-------- Available records --------
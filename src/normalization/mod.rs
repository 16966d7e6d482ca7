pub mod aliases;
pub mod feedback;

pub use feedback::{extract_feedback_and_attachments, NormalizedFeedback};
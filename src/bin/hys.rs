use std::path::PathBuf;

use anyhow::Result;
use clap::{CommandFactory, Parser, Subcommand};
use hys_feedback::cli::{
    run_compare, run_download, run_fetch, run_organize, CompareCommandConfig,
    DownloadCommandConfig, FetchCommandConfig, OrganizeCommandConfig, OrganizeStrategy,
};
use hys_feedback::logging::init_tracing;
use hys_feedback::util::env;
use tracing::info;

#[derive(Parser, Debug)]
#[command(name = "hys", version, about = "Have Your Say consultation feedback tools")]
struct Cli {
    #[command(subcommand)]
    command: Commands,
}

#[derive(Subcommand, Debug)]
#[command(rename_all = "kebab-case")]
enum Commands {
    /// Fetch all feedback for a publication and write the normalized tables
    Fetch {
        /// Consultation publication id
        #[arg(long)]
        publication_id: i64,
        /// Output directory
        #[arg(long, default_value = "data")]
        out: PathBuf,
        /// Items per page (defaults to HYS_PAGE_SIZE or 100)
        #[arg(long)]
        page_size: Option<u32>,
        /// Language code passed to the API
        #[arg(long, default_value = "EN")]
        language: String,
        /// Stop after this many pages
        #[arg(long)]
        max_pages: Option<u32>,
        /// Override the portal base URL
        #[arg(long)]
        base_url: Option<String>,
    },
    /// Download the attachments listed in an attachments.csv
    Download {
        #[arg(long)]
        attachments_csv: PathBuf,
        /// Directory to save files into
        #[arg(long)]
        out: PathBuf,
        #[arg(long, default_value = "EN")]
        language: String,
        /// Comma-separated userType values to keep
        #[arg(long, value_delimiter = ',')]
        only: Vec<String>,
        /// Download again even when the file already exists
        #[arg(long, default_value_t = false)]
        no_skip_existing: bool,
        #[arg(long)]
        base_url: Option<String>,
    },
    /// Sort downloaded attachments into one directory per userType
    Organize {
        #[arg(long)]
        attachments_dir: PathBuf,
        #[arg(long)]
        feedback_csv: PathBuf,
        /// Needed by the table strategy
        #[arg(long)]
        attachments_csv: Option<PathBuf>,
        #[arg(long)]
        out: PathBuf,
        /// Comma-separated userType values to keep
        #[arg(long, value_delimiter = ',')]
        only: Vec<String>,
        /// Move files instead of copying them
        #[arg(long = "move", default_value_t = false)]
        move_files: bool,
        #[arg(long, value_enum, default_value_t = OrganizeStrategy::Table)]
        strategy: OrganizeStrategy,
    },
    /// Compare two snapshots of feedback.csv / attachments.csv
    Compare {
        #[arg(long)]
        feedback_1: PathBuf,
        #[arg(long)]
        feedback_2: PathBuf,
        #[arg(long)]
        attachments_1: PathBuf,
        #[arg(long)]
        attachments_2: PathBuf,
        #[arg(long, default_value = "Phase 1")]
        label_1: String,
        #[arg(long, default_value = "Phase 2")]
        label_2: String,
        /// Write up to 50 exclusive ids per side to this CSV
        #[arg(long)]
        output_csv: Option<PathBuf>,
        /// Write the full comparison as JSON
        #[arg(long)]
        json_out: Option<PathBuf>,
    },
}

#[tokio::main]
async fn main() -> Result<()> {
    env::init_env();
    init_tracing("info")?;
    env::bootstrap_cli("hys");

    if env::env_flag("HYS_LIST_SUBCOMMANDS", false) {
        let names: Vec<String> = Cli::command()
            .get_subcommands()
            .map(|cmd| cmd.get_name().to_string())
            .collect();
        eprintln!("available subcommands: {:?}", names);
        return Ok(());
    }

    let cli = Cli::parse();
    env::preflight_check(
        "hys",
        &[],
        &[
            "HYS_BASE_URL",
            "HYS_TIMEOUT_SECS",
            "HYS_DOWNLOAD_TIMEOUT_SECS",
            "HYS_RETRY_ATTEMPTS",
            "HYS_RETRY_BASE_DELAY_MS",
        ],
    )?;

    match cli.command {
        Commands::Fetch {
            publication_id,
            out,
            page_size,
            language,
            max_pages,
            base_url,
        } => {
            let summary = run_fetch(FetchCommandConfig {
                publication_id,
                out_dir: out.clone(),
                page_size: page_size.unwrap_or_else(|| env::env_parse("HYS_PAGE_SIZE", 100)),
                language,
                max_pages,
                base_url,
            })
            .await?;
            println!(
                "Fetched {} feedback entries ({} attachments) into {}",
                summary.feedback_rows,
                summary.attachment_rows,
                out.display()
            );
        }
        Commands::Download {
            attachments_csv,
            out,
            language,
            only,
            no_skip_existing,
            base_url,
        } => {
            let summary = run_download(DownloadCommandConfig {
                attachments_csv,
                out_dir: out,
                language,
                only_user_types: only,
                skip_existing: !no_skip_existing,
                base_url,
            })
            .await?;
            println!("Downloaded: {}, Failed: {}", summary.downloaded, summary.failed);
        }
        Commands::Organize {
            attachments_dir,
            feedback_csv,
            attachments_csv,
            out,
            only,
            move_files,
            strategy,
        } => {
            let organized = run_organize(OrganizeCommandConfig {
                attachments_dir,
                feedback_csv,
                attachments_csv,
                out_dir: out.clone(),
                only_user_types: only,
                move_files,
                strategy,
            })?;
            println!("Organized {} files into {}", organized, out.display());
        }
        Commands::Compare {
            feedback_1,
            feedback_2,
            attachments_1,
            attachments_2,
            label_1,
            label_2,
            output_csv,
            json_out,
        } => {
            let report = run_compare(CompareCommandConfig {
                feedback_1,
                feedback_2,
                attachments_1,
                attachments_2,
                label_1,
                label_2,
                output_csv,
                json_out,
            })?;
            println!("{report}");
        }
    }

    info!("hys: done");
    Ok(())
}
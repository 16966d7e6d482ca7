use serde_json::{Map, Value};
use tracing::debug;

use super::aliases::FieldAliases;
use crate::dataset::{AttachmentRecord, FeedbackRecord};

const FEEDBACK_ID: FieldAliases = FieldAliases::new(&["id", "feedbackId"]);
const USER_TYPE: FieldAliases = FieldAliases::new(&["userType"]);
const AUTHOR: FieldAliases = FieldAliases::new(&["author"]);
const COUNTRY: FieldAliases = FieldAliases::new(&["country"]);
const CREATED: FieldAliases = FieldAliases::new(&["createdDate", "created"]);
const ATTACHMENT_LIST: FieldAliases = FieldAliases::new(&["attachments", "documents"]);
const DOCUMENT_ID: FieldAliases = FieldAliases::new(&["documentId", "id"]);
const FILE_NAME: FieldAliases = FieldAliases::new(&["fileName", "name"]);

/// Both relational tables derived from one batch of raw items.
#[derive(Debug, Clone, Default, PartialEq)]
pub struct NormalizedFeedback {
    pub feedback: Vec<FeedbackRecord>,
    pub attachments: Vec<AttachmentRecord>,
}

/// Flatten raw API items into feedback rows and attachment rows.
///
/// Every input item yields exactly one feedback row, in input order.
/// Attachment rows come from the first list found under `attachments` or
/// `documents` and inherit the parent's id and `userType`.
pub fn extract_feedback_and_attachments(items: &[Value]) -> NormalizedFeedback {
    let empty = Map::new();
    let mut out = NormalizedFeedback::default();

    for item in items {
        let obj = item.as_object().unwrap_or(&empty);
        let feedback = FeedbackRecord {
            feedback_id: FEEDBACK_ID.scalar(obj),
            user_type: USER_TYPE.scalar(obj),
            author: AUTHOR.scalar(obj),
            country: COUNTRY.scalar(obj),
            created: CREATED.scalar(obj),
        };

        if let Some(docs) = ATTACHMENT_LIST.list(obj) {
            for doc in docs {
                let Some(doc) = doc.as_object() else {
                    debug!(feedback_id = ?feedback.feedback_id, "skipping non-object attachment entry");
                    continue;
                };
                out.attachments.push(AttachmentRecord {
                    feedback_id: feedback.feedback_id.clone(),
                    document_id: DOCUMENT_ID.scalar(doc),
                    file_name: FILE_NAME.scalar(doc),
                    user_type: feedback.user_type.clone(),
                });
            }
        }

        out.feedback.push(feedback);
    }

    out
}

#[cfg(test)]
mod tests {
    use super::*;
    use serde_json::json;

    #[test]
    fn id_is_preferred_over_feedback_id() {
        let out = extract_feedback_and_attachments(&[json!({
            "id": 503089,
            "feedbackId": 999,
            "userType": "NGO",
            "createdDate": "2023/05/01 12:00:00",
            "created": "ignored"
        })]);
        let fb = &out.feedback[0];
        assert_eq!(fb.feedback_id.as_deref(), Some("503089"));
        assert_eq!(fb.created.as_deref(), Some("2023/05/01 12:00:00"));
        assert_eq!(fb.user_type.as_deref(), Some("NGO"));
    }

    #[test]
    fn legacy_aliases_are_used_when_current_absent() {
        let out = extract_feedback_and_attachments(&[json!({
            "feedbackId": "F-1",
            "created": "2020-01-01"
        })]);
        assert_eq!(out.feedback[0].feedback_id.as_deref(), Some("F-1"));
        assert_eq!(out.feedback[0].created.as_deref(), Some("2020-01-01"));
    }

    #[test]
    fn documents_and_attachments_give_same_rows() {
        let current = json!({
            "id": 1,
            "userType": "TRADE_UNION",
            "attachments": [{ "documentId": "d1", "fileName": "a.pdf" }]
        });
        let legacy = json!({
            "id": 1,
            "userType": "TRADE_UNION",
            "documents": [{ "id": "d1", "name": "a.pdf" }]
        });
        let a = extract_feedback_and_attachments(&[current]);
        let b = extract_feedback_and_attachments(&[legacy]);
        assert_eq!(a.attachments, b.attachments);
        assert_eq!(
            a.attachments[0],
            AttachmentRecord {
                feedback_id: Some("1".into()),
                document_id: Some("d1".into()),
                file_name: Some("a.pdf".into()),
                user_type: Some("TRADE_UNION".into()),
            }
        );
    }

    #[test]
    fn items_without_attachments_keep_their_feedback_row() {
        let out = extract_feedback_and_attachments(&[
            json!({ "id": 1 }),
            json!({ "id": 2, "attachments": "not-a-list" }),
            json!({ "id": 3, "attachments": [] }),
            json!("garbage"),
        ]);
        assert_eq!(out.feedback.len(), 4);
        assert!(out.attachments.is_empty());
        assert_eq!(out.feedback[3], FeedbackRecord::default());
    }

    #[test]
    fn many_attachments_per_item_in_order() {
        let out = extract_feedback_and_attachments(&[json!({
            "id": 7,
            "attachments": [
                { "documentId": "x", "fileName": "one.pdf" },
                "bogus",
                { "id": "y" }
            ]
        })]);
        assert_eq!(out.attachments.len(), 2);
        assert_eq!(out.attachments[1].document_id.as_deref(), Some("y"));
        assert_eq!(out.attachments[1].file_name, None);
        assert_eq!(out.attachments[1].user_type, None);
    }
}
--------
• _Aim of the exercise_
Copy out every line of the material above that contains the string "OrganizeStrategy".

• _Written solution_
    DownloadCommandConfig, FetchCommandConfig, OrganizeCommandConfig, OrganizeStrategy,
        #[arg(long, value_enum, default_value_t = OrganizeStrategy::Table)]
        strategy: OrganizeStrategy,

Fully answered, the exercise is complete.